Wednesday, September 10, 2008

Wednesday Math, Vol. 38: Pi, or the Circle and the Rope Stretchers

People have known about pi for a long time. It's an irrational number, which means that you never have a pattern in the decimal digits that repeats itself forever. It's also a transcendental number, a special kind of irrational number, which means it isn't the square root or cube root or n-th root of any rational number. I've heard of people who have memorized the first few hundred digits. I never saw the point. When I was a kid, we were told to round it to 3.1416; I learned that the first five places after the decimal were 3.14159, so that's what I used. I never went any farther than that in memorizing digits of pi.

The easiest way to represent pi as a concept is as the ratio of the circumference of a circle to the diameter. In ancient Egypt, some careful calculations were done that gave a very good rational approximation using a method called rope stretching.

Let's say we have a circle that is one cubit wide. Wikipedia says that there were a lot of measurements that called themselves a cubit over the millennia, but let's say this cubit is 22 inches long, or 560 mm. The rope stretcher had a long length of rope, and also an official length of rope that was exactly one cubit. If he wrapped the long rope around the circle and stretched it tight then cut it, he would have a length of rope for the circumference. He could mark the cubit length against the circumference length, and he could see that the longer piece of rope was three times the cubit with some leftover. What he would do then is cut a small piece of rope the length of the leftover, and see how many times it would go into the cubit. He would find that seven times the leftover is almost exactly the cubit. This means that pi is almost 3 + 1/7, or 22/7 if we write it as an improper fraction. This is a pretty good approximation, but the "almost exactly" is important.

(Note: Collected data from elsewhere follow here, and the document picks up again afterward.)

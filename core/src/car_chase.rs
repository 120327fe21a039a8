//! Vehicular pursuit — health, nitro with a cooldown, traffic collisions.
//!
//! RULE: Termination order is catch, then wrecked, then escape.
//! Health never regenerates.

use crate::chase::{ChaseEngine, ChaseKind, ChaseOutcome, ChaseParams, ChaseRules, ChaseState};

#[derive(Debug, Clone, Copy, Default)]
pub struct CarChase;

pub type CarChaseEngine = ChaseEngine<CarChase>;

impl ChaseRules for CarChase {
    fn kind(&self) -> ChaseKind {
        ChaseKind::Vehicular
    }

    fn terminal(&self, state: &ChaseState, params: &ChaseParams) -> Option<ChaseOutcome> {
        if state.distance_remaining <= params.catch_distance {
            Some(ChaseOutcome::Caught)
        } else if state.gauge <= 0.0 {
            Some(ChaseOutcome::Wrecked)
        } else if state.distance_remaining >= params.escape_distance() {
            Some(ChaseOutcome::Escaped)
        } else {
            None
        }
    }
}

impl CarChaseEngine {
    pub fn car(params: ChaseParams) -> Self {
        ChaseEngine::new(CarChase, params)
    }
}

impl ChaseParams {
    /// Default vehicular tuning. Nitro costs health and has a 3 s cooldown.
    pub fn car() -> Self {
        Self {
            starting_distance:       200.0,
            catch_distance:          10.0,
            decay_rate:              0.15,
            escape_factor:           1.5,
            gauge_max:               100.0,
            regen_rate:              0.0,
            boost_cost:              5.0,
            boost_amount:            30.0,
            boost_cooldown:          3.0,
            lane_count:              3,
            start_lane:              1,
            hazard_interval:         0.8,
            hazard_jitter_min:       -0.2,
            hazard_jitter_max:       0.3,
            hazard_speed:            15.0,
            hazard_spawn_position:   50.0,
            collision_front:         5.0,
            despawn_position:        -20.0,
            hazard_distance_penalty: 10.0,
            hazard_gauge_penalty:    25.0,
            jumpable_chance:         0.0,
            jump_duration:           0.0,
        }
    }
}

#[cfg(test)]
mod tests {
    use super::*;

    #[test]
    fn wreck_is_checked_before_escape() {
        let params = ChaseParams::car();
        let engine = CarChaseEngine::car(params.clone());
        let mut state = engine.state().clone();
        state.gauge = 0.0;
        state.distance_remaining = params.escape_distance();
        assert_eq!(CarChase.terminal(&state, &params), Some(ChaseOutcome::Wrecked));
        state.distance_remaining = params.catch_distance;
        assert_eq!(CarChase.terminal(&state, &params), Some(ChaseOutcome::Caught));
    }

    #[test]
    fn car_never_jumps_or_regenerates() {
        let params = ChaseParams::car();
        let engine = CarChaseEngine::car(params.clone());
        let mut state = engine.state().clone();
        state.gauge = 40.0;
        CarChase.regenerate(&mut state, &params, 10.0);
        assert_eq!(state.gauge, 40.0);
        assert!(!CarChase.allows_jump());
    }

    #[test]
    fn default_tuning_is_valid() {
        assert!(ChaseParams::car().validate("car_chase").is_ok());
    }
}
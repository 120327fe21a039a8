//! Deduction session — the barbershop interrogation state machine.
//!
//! Phases: NotStarted → Interrogating(i) → {next customer | SuspectIdentified(i) | Failed}.
//!
//! RULE: The verdict of an accusation depends only on the customer's
//! suspect flag. Nothing else in the session can change it.
//! RULE: At most one reply is outstanding at a time. A question asked
//! while a reply is pending is a no-op.
//!
//! A question is two-phase so a slow chatbot can answer in between:
//! `ask` applies the player line and suspicion, `receive_reply` applies
//! the customer's answer. `interrogate` does both with a local reply.

use crate::{
    config::SessionConfig,
    content::NarrativeScript,
    customer::CustomerInstance,
    dialogue::DialogueCategory,
    event::{GameEvent, Speaker},
    lineup::Lineup,
    outcome::SessionFailure,
    rng::StreamRng,
    types::LineupIndex,
};
use serde::{Deserialize, Serialize};

/// Suspicion above which the suspect remarks on the questioning.
pub const SUSPICIOUS_REMARK_THRESHOLD: f64 = 50.0;

/// Questions to the suspect before the player starts getting hunches.
pub const HUNCH_MIN_DIALOGUES: u32 = 2;

#[derive(Debug, Clone, Copy, PartialEq, Eq, Serialize, Deserialize)]
#[serde(tag = "phase", rename_all = "snake_case")]
pub enum DeductionPhase {
    NotStarted,
    Interrogating { index: LineupIndex },
    SuspectIdentified { index: LineupIndex },
    Failed { failure: SessionFailure },
}

impl DeductionPhase {
    pub fn is_finished(&self) -> bool {
        matches!(self, Self::SuspectIdentified { .. } | Self::Failed { .. })
    }
}

#[derive(Debug, Clone, PartialEq, Serialize, Deserialize)]
pub struct TranscriptLine {
    pub speaker: Speaker,
    pub text:    String,
}

/// Result of the first half of a question.
#[derive(Debug, Clone, PartialEq)]
pub enum Interrogation {
    /// No customer in the chair.
    Ignored,
    /// The per-customer question cap is already reached.
    LimitReached,
    /// A previous reply has not arrived yet.
    ReplyPending,
    /// The question went out. Deliver the answer via `receive_reply`.
    Asked {
        category:    DialogueCategory,
        player_line: String,
        events:      Vec<GameEvent>,
    },
}

#[derive(Debug, Clone, Copy, PartialEq, Eq)]
pub enum Accusation {
    /// No customer in the chair.
    Ignored,
    Correct { index: LineupIndex },
    /// Wrong customer; the session moved on with this reputation left.
    Wrong { index: LineupIndex, reputation: u8 },
    /// Wrong customer and reputation reached zero.
    CoverBlown { index: LineupIndex },
}

pub struct DeductionSession {
    config:            SessionConfig,
    lineup:            Lineup,
    phase:             DeductionPhase,
    current:           Option<LineupIndex>,
    reputation:        u8,
    caught_correct:    bool,
    false_accusations: u32,
    reply_pending:     bool,
    transcript:        Vec<TranscriptLine>,
}
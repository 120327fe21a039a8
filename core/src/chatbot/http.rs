//! Blocking HTTP transport for the chatbot.

use super::{
    provider::{auth_headers, build_request_body, parse_reply, Provider},
    ChatBackend, ChatRequest,
};
use crate::{config::ChatbotConfig, error::ChatError};
use std::time::Duration;

/// Longest error body kept in `ChatError::Status`.
const MAX_ERROR_BODY: usize = 300;

const DEFAULT_TIMEOUT_SECS: f64 = 10.0;

impl From<reqwest::Error> for ChatError {
    fn from(e: reqwest::Error) -> Self {
        if e.is_timeout() {
            ChatError::Timeout
        } else {
            ChatError::Transport(e.to_string())
        }
    }
}

pub struct HttpChatBackend {
    client:   reqwest::blocking::Client,
    provider: Provider,
    endpoint: String,
    api_key:  String,
}

impl HttpChatBackend {
    /// Build a client for the configured provider. Fails without a usable key.
    pub fn new(config: &ChatbotConfig) -> Result<Self, ChatError> {
        if !config.is_configured() {
            return Err(ChatError::Unconfigured);
        }
        let api_key = config.api_key.clone().ok_or(ChatError::Unconfigured)?;
        let timeout = if config.request_timeout_secs.is_finite() && config.request_timeout_secs > 0.0 {
            config.request_timeout_secs
        } else {
            DEFAULT_TIMEOUT_SECS
        };
        let client = reqwest::blocking::Client::builder()
            .timeout(Duration::from_secs_f64(timeout))
            .build()?;
        Ok(Self {
            client,
            provider: config.provider,
            endpoint: config.endpoint.clone(),
            api_key,
        })
    }
}

impl ChatBackend for HttpChatBackend {
    fn name(&self) -> &'static str {
        "http"
    }

    fn complete(&mut self, request: &ChatRequest) -> Result<String, ChatError> {
        let body = build_request_body(self.provider, request)?;
        let mut builder = self.client.post(&self.endpoint).json(&body);
        for (name, value) in auth_headers(self.provider, &self.api_key) {
            builder = builder.header(name, value);
        }

        log::debug!("POST {} ({} messages)", self.endpoint, request.messages.len());
        let response = builder.send()?;
        let status = response.status();
        let text = response.text()?;

        if !status.is_success() {
            let body: String = text.chars().take(MAX_ERROR_BODY).collect();
            return Err(ChatError::Status {
                status: status.as_u16(),
                body,
            });
        }
        parse_reply(self.provider, &text)
    }
}
//! On-foot pursuit — stamina, sprinting, jumping over obstacles.
//!
//! RULE: Termination order is catch, then escape, then exhaustion.

use crate::{
    chase::{ChaseEngine, ChaseKind, ChaseOutcome, ChaseParams, ChaseRules, ChaseState},
    types::Seconds,
};

#[derive(Debug, Clone, Copy, Default)]
pub struct StreetChase;

pub type StreetChaseEngine = ChaseEngine<StreetChase>;

impl ChaseRules for StreetChase {
    fn kind(&self) -> ChaseKind {
        ChaseKind::OnFoot
    }

    fn regenerate(&self, state: &mut ChaseState, params: &ChaseParams, dt: Seconds) {
        state.gauge = (state.gauge + params.regen_rate * dt).min(params.gauge_max);
    }

    fn allows_jump(&self) -> bool {
        true
    }

    fn terminal(&self, state: &ChaseState, params: &ChaseParams) -> Option<ChaseOutcome> {
        if state.distance_remaining <= params.catch_distance {
            Some(ChaseOutcome::Caught)
        } else if state.distance_remaining >= params.escape_distance() {
            Some(ChaseOutcome::Escaped)
        } else if state.gauge <= 0.0 {
            Some(ChaseOutcome::Exhausted)
        } else {
            None
        }
    }
}

impl StreetChaseEngine {
    pub fn street(params: ChaseParams) -> Self {
        ChaseEngine::new(StreetChase, params)
    }
}

impl ChaseParams {
    /// Default on-foot tuning.
    pub fn street() -> Self {
        Self {
            starting_distance:       100.0,
            catch_distance:          5.0,
            decay_rate:              0.1,
            escape_factor:           1.5,
            gauge_max:               100.0,
            regen_rate:              5.0,
            boost_cost:              20.0,
            boost_amount:            15.0,
            boost_cooldown:          0.0,
            lane_count:              3,
            start_lane:              1,
            hazard_interval:         1.5,
            hazard_jitter_min:       -0.3,
            hazard_jitter_max:       0.5,
            hazard_speed:            10.0,
            hazard_spawn_position:   20.0,
            collision_front:         0.0,
            despawn_position:        -10.0,
            hazard_distance_penalty: 10.0,
            hazard_gauge_penalty:    15.0,
            jumpable_chance:         1.0,
            jump_duration:           0.6,
        }
    }
}
//! Shared primitive types used across the entire game core.

/// Game time in seconds since the session clock started.
pub type Seconds = f64;

/// A position in the session lineup (0 = first customer through the door).
pub type LineupIndex = usize;

/// A lane on a chase course, 0 = leftmost.
pub type Lane = usize;

/// The canonical session identifier.
pub type SessionId = String;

If our rope stretcher had good eyes, he would see that a cubit is slightly longer than the leftover times seven, and the new smaller leftover is about .03 of an inch or .7 of a millimeter, small but not invisible. That new leftover goes into the original leftover 16 times, so this means 3 + 1/(7 + 1/16) is a better approximation. This isn't exact, but how much it misses by is not visible to the naked eye. There is evidence the ancient Egyptians used this better approximation. This is called a continued fraction, and to write it as an improper fraction, it becomes 355/113. This is a much better approximation.

How much better? Let's say we had a circle where the diameter was a mile. If we say the circumference of the circle is 22/7 miles, we are off by 6 feet, 8 inches. If we say it is 355/113 miles, we are off by the thickness of a sheet of bond paper.

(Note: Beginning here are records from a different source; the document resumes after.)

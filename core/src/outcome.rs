//! End-of-session aggregation — the result screen's data.

use serde::{Deserialize, Serialize};
use std::fmt;

/// Every way a mission can fail.
#[derive(Debug, Clone, Copy, PartialEq, Eq, Serialize, Deserialize)]
#[serde(rename_all = "snake_case")]
pub enum SessionFailure {
    /// Every customer was served without a correct accusation.
    SuspectSlippedAway,
    /// Reputation hit zero after false accusations.
    CoverBlown,
    /// Lost the on-foot chase.
    EscapedOnFoot,
    /// Lost the car chase.
    EscapedByCar,
}

impl SessionFailure {
    pub fn message(&self) -> &'static str {
        match self {
            Self::SuspectSlippedAway => "The suspect slipped away. Mission failed.",
            Self::CoverBlown         => "Your cover is blown! Too many false accusations.",
            Self::EscapedOnFoot      => "The suspect escaped on foot!",
            Self::EscapedByCar       => "Your vehicle was too damaged. The suspect escaped!",
        }
    }
}

#[derive(Debug, Clone, Copy, PartialEq, Eq, Serialize, Deserialize)]
#[serde(rename_all = "snake_case", tag = "result", content = "failure")]
pub enum SessionResult {
    Apprehended,
    Failed(SessionFailure),
}

impl SessionResult {
    pub fn is_victory(&self) -> bool {
        matches!(self, Self::Apprehended)
    }

    pub fn message(&self) -> &'static str {
        match self {
            Self::Apprehended => "Suspect apprehended! Excellent detective work!",
            Self::Failed(f)   => f.message(),
        }
    }
}

/// Display-ready summary record. Built once, never mutated.
#[derive(Debug, Clone, PartialEq, Serialize, Deserialize)]
pub struct SessionOutcome {
    pub victory:                bool,
    pub headline:               String,
    pub message:                String,
    pub failure:                Option<SessionFailure>,
    pub suspect_codename:       String,
    pub customers_served:       usize,
    pub final_reputation:       u8,
    pub correct_identification: bool,
    pub false_accusations:      u32,
}

impl SessionOutcome {
    pub fn summarize(
        result: SessionResult,
        final_reputation: u8,
        suspect_codename: &str,
        customers_served: usize,
        correct_identification: bool,
        false_accusations: u32,
    ) -> Self {
        let victory = result.is_victory();
        Self {
            victory,
            headline: if victory { "MISSION COMPLETE" } else { "MISSION FAILED" }.to_string(),
            message: result.message().to_string(),
            failure: match result {
                SessionResult::Failed(f) => Some(f),
                SessionResult::Apprehended => None,
            },
            suspect_codename: suspect_codename.to_string(),
            customers_served,
            final_reputation,
            correct_identification,
            false_accusations,
        }
    }
}

impl fmt::Display for SessionOutcome {
    fn fmt(&self, f: &mut fmt::Formatter<'_>) -> fmt::Result {
        writeln!(f, "=== {} ===", self.headline)?;
        writeln!(f, "  {}", self.message)?;
        writeln!(f, "  suspect:            {}", self.suspect_codename)?;
        writeln!(f, "  customers served:   {}", self.customers_served)?;
        writeln!(f, "  final reputation:   {}", "*".repeat(self.final_reputation as usize))?;
        writeln!(f, "  false accusations:  {}", self.false_accusations)?;
        write!(
            f,
            "  correct identification: {}",
            if self.correct_identification { "yes" } else { "no" }
        )
    }
}
//! Vendor request and response shapes.
//!
//! OpenAI and Custom endpoints take an OpenAI-style body. Anthropic takes
//! the system prompt as a separate field. Custom replies are parsed
//! leniently: any of the known shapes, then the first `content`/`text`
//! string found anywhere in the body.

use super::{ChatMessage, ChatRequest, Role};
use crate::error::{ChatError, GameError};
use serde::{Deserialize, Serialize};
use std::fmt;

pub const OPENAI_ENDPOINT: &str = "https://api.openai.com/v1/chat/completions";
pub const ANTHROPIC_ENDPOINT: &str = "https://api.anthropic.com/v1/messages";
pub const ANTHROPIC_VERSION: &str = "2023-06-01";

#[derive(Debug, Clone, Copy, PartialEq, Eq, Default, Serialize, Deserialize)]
#[serde(rename_all = "lowercase")]
pub enum Provider {
    #[default]
    #[serde(rename = "openai")]
    OpenAi,
    Anthropic,
    Custom,
}

impl Provider {
    /// Endpoint used when nothing overrides it. Custom starts from the OpenAI URL.
    pub fn default_endpoint(&self) -> &'static str {
        self.known_endpoint().unwrap_or(OPENAI_ENDPOINT)
    }

    /// The vendor's own endpoint, if the provider has one.
    pub fn known_endpoint(&self) -> Option<&'static str> {
        match self {
            Self::OpenAi    => Some(OPENAI_ENDPOINT),
            Self::Anthropic => Some(ANTHROPIC_ENDPOINT),
            Self::Custom    => None,
        }
    }

    pub fn label(&self) -> &'static str {
        match self {
            Self::OpenAi    => "openai",
            Self::Anthropic => "anthropic",
            Self::Custom    => "custom",
        }
    }
}

impl fmt::Display for Provider {
    fn fmt(&self, f: &mut fmt::Formatter<'_>) -> fmt::Result {
        f.write_str(self.label())
    }
}

impl std::str::FromStr for Provider {
    type Err = GameError;

    fn from_str(s: &str) -> Result<Self, Self::Err> {
        match s.trim().to_ascii_lowercase().as_str() {
            "openai" | "open_ai" => Ok(Self::OpenAi),
            "anthropic"          => Ok(Self::Anthropic),
            "custom"             => Ok(Self::Custom),
            other => Err(GameError::InvalidConfig(format!("unknown chatbot provider '{other}'"))),
        }
    }
}

// ── Request bodies ─────────────────────────────────────────────────

#[derive(Serialize)]
struct OpenAiRequest<'a> {
    model:       &'a str,
    messages:    &'a [ChatMessage],
    temperature: f64,
    max_tokens:  u32,
}

#[derive(Serialize)]
struct AnthropicRequest<'a> {
    model:       &'a str,
    max_tokens:  u32,
    #[serde(skip_serializing_if = "String::is_empty")]
    system:      String,
    messages:    Vec<&'a ChatMessage>,
    temperature: f64,
}

pub fn build_request_body(provider: Provider, request: &ChatRequest) -> Result<serde_json::Value, ChatError> {
    let body = match provider {
        Provider::OpenAi | Provider::Custom => serde_json::to_value(OpenAiRequest {
            model:       &request.model,
            messages:    &request.messages,
            temperature: request.temperature,
            max_tokens:  request.max_tokens,
        }),
        Provider::Anthropic => {
            let system = request
                .messages
                .iter()
                .filter(|m| m.role == Role::System)
                .map(|m| m.content.as_str())
                .collect::<Vec<_>>()
                .join("\n\n");
            serde_json::to_value(AnthropicRequest {
                model:       &request.model,
                max_tokens:  request.max_tokens,
                system,
                messages:    request.messages.iter().filter(|m| m.role != Role::System).collect(),
                temperature: request.temperature,
            })
        }
    };
    body.map_err(|e| ChatError::Malformed(format!("cannot encode request: {e}")))
}

/// Headers that carry the API key for each provider.
pub fn auth_headers(provider: Provider, api_key: &str) -> Vec<(&'static str, String)> {
    match provider {
        Provider::OpenAi | Provider::Custom => {
            vec![("Authorization", format!("Bearer {api_key}"))]
        }
        Provider::Anthropic => vec![
            ("x-api-key", api_key.to_string()),
            ("anthropic-version", ANTHROPIC_VERSION.to_string()),
        ],
    }
}

// ── Response bodies ────────────────────────────────────────────────

#[derive(Deserialize)]
struct OpenAiResponse {
    choices: Vec<OpenAiChoice>,
}

#[derive(Deserialize)]
struct OpenAiChoice {
    message: OpenAiMessage,
}

#[derive(Deserialize)]
struct OpenAiMessage {
    content: String,
}

#[derive(Deserialize)]
struct AnthropicResponse {
    content: Vec<AnthropicContent>,
}

#[derive(Deserialize)]
struct AnthropicContent {
    #[serde(default)]
    text: Option<String>,
}

fn openai_text(body: &str) -> Result<String, ChatError> {
    let parsed: OpenAiResponse =
        serde_json::from_str(body).map_err(|e| ChatError::Malformed(e.to_string()))?;
    parsed
        .choices
        .into_iter()
        .next()
        .map(|c| c.message.content)
        .ok_or_else(|| ChatError::Malformed("no choices in response".into()))
}

fn anthropic_text(body: &str) -> Result<String, ChatError> {
    let parsed: AnthropicResponse =
        serde_json::from_str(body).map_err(|e| ChatError::Malformed(e.to_string()))?;
    parsed
        .content
        .into_iter()
        .find_map(|c| c.text)
        .ok_or_else(|| ChatError::Malformed("no text block in response".into()))
}

/// Depth-first search for the first string under a `content` or `text` key.
fn find_text(value: &serde_json::Value) -> Option<String> {
    match value {
        serde_json::Value::Object(map) => {
            for key in ["content", "text"] {
                if let Some(serde_json::Value::String(s)) = map.get(key) {
                    return Some(s.clone());
                }
            }
            map.values().find_map(find_text)
        }
        serde_json::Value::Array(items) => items.iter().find_map(find_text),
        _ => None,
    }
}

fn generic_text(body: &str) -> Result<String, ChatError> {
    openai_text(body).or_else(|_| anthropic_text(body)).or_else(|_| {
        let value: serde_json::Value =
            serde_json::from_str(body).map_err(|e| ChatError::Malformed(e.to_string()))?;
        find_text(&value).ok_or_else(|| ChatError::Malformed("no reply text found".into()))
    })
}

/// Extract the reply text from a successful response body.
pub fn parse_reply(provider: Provider, body: &str) -> Result<String, ChatError> {
    let text = match provider {
        Provider::OpenAi    => openai_text(body)?,
        Provider::Anthropic => anthropic_text(body)?,
        Provider::Custom    => generic_text(body)?,
    };
    let text = text.trim();
    if text.is_empty() {
        return Err(ChatError::Malformed("empty reply".into()));
    }
    Ok(text.to_string())
}

#[cfg(test)]
mod tests {
    use super::*;

    fn request() -> ChatRequest {
        ChatRequest {
            messages: vec![
                ChatMessage::new(Role::System, "Stay in character."),
                ChatMessage::new(Role::User, "Nice weather?"),
                ChatMessage::new(Role::Assistant, "Sure is."),
                ChatMessage::new(Role::User, "You from around here?"),
            ],
            model:       "test-model".into(),
            temperature: 0.8,
            max_tokens:  150,
        }
    }

    #[test]
    fn openai_body_keeps_system_in_messages() {
        let body = build_request_body(Provider::OpenAi, &request()).unwrap();
        assert_eq!(body["model"], "test-model");
        assert_eq!(body["max_tokens"], 150);
        assert_eq!(body["messages"].as_array().unwrap().len(), 4);
        assert_eq!(body["messages"][0]["role"], "system");
    }

    #[test]
    fn anthropic_body_splits_system_prompt() {
        let body = build_request_body(Provider::Anthropic, &request()).unwrap();
        assert_eq!(body["system"], "Stay in character.");
        let messages = body["messages"].as_array().unwrap();
        assert_eq!(messages.len(), 3);
        assert!(messages.iter().all(|m| m["role"] != "system"));
    }

    #[test]
    fn anthropic_headers_carry_version() {
        let headers = auth_headers(Provider::Anthropic, "k");
        assert!(headers.contains(&("x-api-key", "k".to_string())));
        assert!(headers.contains(&("anthropic-version", "2023-06-01".to_string())));
        assert_eq!(auth_headers(Provider::OpenAi, "k")[0].1, "Bearer k");
    }

    #[test]
    fn parses_vendor_replies() {
        let openai = r#"{"choices":[{"message":{"role":"assistant","content":" Just a trim. "}}]}"#;
        assert_eq!(parse_reply(Provider::OpenAi, openai).unwrap(), "Just a trim.");

        let anthropic = r#"{"content":[{"type":"text","text":"Why do you ask?"}]}"#;
        assert_eq!(parse_reply(Provider::Anthropic, anthropic).unwrap(), "Why do you ask?");

        let custom = r#"{"data":{"reply":{"text":"Mmhmm."}}}"#;
        assert_eq!(parse_reply(Provider::Custom, custom).unwrap(), "Mmhmm.");
    }

    #[test]
    fn malformed_replies_are_errors() {
        assert!(matches!(parse_reply(Provider::OpenAi, "not json"), Err(ChatError::Malformed(_))));
        assert!(matches!(parse_reply(Provider::OpenAi, r#"{"choices":[]}"#), Err(ChatError::Malformed(_))));
        let empty = r#"{"content":[{"type":"text","text":"   "}]}"#;
        assert!(matches!(parse_reply(Provider::Anthropic, empty), Err(ChatError::Malformed(_))));
    }

    #[test]
    fn provider_names_parse_case_insensitively() {
        assert_eq!("OpenAI".parse::<Provider>().unwrap(), Provider::OpenAi);
        assert_eq!("ANTHROPIC".parse::<Provider>().unwrap(), Provider::Anthropic);
        assert!("bard".parse::<Provider>().is_err());
    }
}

Of course your calculator has a much better approximation inside it if it has a button labeled pi, but it is interesting to see how folks did math in the dark era before 1973.

Or interesting to me, at least.

4 comments:

afeatheradrift said...

I feel constrained to thank you for this post, but I have no idea why. LOL. I love your political junk, and will be adding you to the next blogroll update. Also you get a mention in my Friday wrap up, coming ummmm, Friday. :)

ken said...

You gonna do e and i too, and then wrap them all up together with our friend -1?

Matty Boy said...

afeatheradrift: Thanks! Always glad to have a new bloggy addition.

Ken: You know me too well. e and i are in the on deck circle and strecthing in the dugout as we speak.

Anonymous said...

There's a great Burns & Allen TV episode where a woman in college is staying at their house. Gracie asks her what she's studying. She replies "Math". Gracie wants to hear some math so the woman says "Pi r squared". Gracie gets an annoyed look on her face and responds "No, pie are round!"